- **Task item**: Beneath this line are the data; copy exactly the part of them that opens with the line containing "Serialize, Deserialize, Default)]" and closes with the line containing "per draw call", and only that part.

(Beginning of Data under study)

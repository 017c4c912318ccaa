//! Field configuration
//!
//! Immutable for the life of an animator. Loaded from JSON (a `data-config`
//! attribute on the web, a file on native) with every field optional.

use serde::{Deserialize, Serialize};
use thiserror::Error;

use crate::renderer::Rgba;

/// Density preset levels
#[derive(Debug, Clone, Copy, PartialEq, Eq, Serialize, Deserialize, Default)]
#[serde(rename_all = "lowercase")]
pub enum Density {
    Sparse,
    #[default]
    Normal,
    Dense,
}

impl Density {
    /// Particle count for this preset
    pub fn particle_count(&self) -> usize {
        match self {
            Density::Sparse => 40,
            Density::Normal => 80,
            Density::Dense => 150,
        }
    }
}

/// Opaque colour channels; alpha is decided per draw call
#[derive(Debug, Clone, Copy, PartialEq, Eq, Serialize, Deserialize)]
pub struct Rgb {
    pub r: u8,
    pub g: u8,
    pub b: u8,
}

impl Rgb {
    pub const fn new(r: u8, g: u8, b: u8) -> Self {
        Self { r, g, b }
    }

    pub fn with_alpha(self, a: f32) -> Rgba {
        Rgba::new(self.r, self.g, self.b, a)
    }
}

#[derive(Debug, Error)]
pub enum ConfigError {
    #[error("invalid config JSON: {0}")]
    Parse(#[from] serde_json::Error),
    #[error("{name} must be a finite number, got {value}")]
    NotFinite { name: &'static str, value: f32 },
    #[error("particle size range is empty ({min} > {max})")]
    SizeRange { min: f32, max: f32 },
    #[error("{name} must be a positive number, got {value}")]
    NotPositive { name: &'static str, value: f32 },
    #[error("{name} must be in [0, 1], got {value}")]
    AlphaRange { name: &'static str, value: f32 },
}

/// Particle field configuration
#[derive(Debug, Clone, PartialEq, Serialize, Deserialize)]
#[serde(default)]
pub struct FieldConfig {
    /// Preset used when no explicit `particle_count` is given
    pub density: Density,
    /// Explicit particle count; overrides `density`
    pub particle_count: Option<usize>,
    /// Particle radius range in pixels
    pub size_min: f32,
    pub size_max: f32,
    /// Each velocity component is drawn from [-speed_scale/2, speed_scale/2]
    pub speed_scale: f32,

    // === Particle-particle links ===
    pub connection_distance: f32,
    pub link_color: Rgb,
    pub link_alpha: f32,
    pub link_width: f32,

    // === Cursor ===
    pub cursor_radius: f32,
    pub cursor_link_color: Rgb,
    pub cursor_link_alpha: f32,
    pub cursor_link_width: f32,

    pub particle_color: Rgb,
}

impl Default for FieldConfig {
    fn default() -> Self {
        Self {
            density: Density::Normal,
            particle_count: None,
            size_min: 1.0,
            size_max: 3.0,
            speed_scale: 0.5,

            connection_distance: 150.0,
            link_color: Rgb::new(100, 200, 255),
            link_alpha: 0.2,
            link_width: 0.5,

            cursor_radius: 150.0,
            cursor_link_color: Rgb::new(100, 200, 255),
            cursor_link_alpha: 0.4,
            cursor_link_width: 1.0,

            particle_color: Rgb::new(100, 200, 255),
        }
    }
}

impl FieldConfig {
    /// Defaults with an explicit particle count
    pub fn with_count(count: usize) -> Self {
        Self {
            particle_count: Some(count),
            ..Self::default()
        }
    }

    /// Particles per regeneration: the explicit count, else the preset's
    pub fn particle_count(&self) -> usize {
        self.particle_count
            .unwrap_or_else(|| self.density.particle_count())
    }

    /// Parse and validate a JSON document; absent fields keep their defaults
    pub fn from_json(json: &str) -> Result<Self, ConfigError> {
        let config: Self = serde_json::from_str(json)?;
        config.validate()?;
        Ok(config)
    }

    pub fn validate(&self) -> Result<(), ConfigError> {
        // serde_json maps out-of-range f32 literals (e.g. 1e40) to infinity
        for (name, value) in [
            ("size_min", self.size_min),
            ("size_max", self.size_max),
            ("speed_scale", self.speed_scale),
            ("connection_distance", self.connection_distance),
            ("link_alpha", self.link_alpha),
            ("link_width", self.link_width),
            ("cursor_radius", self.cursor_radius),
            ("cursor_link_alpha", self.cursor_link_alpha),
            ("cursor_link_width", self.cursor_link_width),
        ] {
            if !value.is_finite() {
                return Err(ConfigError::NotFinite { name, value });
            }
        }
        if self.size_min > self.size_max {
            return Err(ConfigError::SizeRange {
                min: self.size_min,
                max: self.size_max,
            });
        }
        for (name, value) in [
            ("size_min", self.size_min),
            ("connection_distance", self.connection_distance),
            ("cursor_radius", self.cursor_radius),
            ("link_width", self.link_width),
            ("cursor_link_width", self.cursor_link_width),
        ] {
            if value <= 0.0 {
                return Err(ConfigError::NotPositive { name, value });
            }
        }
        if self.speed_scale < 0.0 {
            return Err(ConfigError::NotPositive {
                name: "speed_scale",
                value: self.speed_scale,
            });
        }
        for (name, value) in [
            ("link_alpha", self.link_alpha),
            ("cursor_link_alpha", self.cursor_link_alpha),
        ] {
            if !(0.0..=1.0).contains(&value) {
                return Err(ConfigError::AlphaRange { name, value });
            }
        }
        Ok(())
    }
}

(End of Data under study)

- **Exercise result**:
#[derive(Debug, Clone, Copy, PartialEq, Eq, Serialize, Deserialize, Default)]
#[serde(rename_all = "lowercase")]
pub enum Density {
    Sparse,
    #[default]
    Normal,
    Dense,
}

impl Density {
    /// Particle count for this preset
    pub fn particle_count(&self) -> usize {
        match self {
            Density::Sparse => 40,
            Density::Normal => 80,
            Density::Dense => 150,
        }
    }
}

/// Opaque colour channels; alpha is decided per draw call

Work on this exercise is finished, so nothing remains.